• [Task instructions]:
Your task is to find every line of the data that holds the string "planner" and copy it.
__________________________________________________
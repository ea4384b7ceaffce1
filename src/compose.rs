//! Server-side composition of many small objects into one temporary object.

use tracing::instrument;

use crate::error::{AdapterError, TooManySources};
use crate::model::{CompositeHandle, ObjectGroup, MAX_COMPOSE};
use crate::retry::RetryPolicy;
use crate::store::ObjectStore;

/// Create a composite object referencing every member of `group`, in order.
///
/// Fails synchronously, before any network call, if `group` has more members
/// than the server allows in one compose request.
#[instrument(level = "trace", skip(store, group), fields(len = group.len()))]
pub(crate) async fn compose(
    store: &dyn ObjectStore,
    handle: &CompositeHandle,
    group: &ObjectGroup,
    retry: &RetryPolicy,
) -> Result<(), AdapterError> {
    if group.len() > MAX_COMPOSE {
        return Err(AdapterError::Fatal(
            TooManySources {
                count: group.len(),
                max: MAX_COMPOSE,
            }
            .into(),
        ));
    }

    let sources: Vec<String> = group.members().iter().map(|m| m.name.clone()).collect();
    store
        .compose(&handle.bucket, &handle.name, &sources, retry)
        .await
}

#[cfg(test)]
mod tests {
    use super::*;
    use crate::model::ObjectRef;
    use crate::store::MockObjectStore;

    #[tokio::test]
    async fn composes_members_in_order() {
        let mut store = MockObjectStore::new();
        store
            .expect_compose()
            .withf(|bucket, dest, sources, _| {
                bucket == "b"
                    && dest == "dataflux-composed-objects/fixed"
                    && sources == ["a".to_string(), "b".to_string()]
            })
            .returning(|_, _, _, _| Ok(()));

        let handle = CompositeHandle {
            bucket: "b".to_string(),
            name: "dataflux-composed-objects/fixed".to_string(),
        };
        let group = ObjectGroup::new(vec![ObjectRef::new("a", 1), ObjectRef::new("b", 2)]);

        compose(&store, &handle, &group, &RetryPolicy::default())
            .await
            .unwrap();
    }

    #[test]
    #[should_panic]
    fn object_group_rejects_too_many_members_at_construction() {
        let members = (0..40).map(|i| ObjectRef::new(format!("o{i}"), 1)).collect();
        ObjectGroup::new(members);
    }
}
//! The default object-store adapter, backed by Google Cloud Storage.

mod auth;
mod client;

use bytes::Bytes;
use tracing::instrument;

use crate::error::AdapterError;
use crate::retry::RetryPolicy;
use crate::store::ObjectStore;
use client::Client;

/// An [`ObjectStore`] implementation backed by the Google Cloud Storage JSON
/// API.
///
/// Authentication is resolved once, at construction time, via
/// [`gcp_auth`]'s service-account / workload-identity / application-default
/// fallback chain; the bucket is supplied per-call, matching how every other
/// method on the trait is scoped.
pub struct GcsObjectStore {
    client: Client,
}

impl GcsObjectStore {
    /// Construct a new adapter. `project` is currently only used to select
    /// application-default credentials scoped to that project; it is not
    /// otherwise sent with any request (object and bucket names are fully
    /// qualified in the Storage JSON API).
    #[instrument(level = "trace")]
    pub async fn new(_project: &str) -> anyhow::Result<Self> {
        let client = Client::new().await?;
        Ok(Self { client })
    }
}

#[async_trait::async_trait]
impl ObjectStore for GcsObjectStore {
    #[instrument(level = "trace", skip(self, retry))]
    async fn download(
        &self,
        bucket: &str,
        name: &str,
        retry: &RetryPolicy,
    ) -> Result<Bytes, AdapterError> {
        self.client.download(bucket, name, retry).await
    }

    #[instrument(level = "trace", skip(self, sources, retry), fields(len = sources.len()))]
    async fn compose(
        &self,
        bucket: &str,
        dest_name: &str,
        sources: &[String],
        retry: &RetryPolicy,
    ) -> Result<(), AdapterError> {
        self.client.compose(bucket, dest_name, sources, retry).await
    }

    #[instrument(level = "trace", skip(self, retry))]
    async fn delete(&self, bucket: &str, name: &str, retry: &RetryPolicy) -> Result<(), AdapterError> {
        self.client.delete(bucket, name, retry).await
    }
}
__________________________________________________
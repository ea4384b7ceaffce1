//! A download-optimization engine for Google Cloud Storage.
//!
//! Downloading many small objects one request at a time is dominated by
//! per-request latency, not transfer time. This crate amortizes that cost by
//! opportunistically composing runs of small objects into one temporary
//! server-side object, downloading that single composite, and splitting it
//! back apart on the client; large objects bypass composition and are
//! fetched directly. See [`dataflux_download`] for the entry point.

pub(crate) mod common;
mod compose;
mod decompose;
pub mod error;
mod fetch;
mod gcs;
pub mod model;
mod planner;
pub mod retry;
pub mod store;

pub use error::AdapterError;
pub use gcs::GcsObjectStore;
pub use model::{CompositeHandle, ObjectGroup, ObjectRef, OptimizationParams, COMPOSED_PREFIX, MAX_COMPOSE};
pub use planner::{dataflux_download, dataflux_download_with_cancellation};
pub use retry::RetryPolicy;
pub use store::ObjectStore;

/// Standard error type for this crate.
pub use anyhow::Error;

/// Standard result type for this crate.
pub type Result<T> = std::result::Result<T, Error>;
__________________________________________________
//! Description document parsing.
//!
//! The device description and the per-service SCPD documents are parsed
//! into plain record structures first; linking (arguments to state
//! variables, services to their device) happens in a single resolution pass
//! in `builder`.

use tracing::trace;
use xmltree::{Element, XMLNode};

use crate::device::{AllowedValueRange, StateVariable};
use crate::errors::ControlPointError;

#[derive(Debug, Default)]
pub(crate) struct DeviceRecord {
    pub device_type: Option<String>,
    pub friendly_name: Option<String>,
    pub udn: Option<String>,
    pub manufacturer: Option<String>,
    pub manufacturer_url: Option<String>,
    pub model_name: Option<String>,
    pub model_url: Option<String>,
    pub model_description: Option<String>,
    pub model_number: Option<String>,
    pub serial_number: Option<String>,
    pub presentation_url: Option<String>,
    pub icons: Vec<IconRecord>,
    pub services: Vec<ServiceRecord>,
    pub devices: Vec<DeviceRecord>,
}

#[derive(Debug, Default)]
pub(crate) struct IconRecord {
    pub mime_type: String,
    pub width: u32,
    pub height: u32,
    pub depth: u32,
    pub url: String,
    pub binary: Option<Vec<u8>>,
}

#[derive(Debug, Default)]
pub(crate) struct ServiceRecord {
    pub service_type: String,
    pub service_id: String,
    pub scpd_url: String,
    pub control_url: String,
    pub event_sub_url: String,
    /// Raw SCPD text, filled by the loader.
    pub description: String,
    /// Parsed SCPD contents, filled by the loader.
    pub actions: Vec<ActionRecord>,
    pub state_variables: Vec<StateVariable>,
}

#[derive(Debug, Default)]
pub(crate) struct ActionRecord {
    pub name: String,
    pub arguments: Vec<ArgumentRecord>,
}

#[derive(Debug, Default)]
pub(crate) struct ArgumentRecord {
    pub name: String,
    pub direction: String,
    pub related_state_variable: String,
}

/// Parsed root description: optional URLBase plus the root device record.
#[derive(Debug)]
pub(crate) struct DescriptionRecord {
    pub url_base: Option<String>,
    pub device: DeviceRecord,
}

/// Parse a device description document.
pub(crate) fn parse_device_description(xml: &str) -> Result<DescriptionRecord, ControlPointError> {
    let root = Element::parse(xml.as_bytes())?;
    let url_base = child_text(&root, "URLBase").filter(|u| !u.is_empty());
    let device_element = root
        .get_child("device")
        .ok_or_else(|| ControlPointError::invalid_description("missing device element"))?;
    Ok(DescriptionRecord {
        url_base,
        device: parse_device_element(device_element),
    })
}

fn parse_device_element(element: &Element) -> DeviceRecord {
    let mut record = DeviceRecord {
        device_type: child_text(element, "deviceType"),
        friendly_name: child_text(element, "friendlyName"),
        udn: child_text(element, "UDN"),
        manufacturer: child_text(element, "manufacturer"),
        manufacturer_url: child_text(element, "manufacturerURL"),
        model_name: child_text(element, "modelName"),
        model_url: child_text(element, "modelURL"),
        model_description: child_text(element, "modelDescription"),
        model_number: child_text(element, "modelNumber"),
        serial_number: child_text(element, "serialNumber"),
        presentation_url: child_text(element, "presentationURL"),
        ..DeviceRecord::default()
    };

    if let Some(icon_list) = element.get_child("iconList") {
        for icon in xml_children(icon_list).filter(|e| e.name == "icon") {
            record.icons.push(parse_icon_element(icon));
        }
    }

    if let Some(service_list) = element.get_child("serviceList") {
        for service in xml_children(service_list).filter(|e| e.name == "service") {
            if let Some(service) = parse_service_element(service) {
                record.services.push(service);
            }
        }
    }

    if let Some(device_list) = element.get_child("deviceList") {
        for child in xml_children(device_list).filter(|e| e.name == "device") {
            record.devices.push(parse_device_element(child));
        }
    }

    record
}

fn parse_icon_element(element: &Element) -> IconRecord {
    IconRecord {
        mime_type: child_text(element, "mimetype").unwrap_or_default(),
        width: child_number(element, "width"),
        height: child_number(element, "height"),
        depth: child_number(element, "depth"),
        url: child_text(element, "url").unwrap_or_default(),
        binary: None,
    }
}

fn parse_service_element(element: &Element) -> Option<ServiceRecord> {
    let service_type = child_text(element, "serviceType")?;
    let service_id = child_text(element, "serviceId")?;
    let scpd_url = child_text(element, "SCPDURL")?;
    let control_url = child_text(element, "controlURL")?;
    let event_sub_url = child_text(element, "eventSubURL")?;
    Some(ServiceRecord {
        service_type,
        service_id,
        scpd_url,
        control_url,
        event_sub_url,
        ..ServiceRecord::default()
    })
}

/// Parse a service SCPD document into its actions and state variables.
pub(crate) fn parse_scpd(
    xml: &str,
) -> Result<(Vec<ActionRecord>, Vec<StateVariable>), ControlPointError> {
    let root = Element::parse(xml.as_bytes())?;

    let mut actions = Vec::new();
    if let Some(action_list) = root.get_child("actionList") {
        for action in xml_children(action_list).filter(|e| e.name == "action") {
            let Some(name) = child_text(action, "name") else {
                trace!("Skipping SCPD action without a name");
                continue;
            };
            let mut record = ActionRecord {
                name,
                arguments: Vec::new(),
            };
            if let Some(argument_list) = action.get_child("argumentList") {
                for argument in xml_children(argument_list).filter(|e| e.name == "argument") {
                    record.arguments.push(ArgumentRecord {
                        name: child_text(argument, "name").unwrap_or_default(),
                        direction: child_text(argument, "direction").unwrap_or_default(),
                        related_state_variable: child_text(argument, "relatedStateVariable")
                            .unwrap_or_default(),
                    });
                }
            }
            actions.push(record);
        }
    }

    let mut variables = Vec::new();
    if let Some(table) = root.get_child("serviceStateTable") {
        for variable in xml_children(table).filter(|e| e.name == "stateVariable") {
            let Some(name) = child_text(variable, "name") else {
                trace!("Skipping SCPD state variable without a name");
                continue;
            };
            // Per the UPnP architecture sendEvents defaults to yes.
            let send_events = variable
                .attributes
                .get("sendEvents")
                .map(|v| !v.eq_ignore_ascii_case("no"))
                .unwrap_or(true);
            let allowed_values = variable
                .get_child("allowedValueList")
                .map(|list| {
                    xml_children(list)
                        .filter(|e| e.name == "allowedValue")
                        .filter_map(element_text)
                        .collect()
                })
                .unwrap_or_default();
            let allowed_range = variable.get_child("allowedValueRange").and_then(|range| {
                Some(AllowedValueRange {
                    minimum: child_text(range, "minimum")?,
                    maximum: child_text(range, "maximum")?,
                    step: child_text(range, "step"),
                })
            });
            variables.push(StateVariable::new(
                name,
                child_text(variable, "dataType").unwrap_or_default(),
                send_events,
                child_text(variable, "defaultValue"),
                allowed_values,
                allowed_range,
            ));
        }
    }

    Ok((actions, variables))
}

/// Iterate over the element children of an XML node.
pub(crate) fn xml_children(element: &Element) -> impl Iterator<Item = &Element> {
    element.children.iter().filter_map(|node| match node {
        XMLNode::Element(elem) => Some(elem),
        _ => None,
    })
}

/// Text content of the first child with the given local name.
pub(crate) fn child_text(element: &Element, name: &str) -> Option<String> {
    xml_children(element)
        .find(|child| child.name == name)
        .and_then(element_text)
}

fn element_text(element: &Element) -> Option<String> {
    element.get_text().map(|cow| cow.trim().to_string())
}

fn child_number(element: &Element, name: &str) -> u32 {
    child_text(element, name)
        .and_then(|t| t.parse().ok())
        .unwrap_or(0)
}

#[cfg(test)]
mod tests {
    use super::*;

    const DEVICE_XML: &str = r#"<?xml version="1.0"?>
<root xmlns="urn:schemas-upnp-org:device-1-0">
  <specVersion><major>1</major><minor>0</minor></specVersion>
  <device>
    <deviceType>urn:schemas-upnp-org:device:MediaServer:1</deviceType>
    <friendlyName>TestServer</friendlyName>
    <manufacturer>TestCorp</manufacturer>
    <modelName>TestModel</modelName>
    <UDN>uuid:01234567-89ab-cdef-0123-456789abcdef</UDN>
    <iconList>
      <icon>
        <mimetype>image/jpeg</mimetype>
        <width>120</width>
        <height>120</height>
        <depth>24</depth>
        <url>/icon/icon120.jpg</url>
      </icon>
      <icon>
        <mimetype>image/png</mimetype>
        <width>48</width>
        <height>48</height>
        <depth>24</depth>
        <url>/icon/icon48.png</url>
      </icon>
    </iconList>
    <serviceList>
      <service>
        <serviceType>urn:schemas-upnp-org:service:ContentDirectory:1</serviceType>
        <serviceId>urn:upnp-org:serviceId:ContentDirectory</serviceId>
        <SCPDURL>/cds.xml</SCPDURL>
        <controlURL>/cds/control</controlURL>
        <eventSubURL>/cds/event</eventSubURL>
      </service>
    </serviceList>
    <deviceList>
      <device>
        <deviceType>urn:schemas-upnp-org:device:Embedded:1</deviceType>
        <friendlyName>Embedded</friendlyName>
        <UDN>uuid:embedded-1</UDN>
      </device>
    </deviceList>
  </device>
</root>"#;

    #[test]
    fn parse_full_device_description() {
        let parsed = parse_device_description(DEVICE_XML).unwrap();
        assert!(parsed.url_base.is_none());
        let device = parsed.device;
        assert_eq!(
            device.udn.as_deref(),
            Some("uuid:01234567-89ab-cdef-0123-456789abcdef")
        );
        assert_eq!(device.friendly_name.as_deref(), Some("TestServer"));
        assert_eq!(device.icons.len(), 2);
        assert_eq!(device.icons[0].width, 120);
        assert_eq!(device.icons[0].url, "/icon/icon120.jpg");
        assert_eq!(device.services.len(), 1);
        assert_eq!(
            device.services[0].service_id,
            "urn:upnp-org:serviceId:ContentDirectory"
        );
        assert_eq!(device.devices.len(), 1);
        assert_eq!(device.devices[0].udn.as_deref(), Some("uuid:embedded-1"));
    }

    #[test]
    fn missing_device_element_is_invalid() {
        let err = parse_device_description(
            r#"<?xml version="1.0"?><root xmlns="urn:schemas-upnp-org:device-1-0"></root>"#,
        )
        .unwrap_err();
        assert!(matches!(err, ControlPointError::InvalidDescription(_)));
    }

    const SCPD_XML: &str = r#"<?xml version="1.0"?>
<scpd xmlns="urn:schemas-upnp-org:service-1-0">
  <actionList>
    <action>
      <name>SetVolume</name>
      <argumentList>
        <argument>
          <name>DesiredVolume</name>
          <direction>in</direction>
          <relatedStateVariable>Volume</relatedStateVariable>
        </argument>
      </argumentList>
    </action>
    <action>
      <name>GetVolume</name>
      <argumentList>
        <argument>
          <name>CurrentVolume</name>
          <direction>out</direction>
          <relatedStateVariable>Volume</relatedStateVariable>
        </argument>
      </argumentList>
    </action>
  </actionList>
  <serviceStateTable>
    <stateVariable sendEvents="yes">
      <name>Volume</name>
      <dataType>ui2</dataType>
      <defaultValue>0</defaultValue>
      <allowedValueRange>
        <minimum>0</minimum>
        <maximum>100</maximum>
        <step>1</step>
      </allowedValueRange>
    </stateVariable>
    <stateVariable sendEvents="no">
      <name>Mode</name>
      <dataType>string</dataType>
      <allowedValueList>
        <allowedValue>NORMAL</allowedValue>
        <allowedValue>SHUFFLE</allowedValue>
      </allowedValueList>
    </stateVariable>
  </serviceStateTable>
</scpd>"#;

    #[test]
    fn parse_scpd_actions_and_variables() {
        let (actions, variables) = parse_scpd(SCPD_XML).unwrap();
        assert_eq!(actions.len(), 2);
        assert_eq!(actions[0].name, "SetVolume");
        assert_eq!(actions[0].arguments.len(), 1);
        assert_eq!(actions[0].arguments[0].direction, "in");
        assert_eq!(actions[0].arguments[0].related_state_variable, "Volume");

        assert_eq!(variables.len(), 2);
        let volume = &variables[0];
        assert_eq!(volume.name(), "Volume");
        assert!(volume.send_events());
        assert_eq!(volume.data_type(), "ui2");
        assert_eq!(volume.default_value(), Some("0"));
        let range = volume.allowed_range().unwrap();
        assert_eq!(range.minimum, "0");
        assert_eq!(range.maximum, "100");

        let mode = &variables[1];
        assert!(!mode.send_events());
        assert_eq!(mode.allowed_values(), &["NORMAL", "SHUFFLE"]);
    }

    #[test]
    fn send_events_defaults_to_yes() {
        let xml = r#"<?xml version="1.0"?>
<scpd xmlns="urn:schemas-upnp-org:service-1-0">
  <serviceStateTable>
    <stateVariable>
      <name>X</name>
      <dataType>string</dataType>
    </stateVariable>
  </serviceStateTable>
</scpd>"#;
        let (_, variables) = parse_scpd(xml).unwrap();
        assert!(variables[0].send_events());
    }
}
__________________________________________________
• [Solution for this exercise]:
mod planner;
pub use planner::{dataflux_download, dataflux_download_with_cancellation};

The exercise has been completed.